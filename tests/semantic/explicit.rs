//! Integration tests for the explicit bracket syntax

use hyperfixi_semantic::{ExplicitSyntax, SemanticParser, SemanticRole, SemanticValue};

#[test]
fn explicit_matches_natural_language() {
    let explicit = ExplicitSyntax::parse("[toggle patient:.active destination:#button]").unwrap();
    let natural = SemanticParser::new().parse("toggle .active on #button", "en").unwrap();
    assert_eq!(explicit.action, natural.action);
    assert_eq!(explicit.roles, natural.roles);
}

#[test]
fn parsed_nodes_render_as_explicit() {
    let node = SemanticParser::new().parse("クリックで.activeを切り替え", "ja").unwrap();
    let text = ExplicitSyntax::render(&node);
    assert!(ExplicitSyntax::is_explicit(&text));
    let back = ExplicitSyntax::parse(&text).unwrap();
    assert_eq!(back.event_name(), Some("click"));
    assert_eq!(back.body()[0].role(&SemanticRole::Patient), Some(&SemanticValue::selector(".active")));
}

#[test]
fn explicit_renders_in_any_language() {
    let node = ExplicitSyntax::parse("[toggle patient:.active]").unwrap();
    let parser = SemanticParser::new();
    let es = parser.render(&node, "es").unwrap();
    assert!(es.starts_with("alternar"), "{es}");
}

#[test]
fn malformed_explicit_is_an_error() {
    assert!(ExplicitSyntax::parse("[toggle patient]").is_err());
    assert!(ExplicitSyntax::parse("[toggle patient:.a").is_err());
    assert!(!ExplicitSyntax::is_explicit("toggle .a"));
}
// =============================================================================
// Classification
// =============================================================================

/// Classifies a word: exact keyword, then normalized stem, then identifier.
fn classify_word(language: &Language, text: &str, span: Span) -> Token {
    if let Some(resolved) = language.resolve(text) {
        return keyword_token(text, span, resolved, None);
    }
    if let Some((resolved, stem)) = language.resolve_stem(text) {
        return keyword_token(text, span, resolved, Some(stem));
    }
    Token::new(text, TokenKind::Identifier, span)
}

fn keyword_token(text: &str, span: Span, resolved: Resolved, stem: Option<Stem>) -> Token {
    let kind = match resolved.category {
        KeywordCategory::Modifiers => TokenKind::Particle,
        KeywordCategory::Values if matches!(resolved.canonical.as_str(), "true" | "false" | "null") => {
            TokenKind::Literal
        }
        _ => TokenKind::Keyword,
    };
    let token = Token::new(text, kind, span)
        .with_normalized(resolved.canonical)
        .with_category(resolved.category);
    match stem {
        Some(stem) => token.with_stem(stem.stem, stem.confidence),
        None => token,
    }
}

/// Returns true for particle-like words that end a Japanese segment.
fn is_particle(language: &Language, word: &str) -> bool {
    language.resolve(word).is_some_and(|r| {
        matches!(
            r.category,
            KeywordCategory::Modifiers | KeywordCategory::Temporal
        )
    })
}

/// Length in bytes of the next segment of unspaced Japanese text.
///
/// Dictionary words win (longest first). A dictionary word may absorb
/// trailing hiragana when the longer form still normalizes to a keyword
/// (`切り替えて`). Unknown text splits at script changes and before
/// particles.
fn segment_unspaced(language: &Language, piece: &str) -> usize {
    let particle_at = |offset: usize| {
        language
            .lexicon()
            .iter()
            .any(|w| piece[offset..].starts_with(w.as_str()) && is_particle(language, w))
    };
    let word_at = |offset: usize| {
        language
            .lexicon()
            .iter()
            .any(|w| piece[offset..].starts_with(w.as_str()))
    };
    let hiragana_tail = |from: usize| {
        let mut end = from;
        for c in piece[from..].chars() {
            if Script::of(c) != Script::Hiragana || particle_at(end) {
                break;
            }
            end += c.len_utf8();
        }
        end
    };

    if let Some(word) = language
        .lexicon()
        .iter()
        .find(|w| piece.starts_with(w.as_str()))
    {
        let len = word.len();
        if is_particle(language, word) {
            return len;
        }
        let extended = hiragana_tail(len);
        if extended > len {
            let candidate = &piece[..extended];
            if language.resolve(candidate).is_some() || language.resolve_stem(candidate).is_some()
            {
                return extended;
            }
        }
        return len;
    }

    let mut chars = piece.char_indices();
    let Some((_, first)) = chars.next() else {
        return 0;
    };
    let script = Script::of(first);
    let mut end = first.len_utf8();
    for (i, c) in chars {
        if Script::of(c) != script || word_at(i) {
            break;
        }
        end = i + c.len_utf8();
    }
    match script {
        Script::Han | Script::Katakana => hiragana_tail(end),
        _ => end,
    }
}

──────

Report every line from the material above that mentions the word "SemanticParser".

◆ SOLUTION:
use hyperfixi_semantic::{ExplicitSyntax, SemanticParser, SemanticRole, SemanticValue};
    let natural = SemanticParser::new().parse("toggle .active on #button", "en").unwrap();
    let node = SemanticParser::new().parse("クリックで.activeを切り替え", "ja").unwrap();
    let parser = SemanticParser::new();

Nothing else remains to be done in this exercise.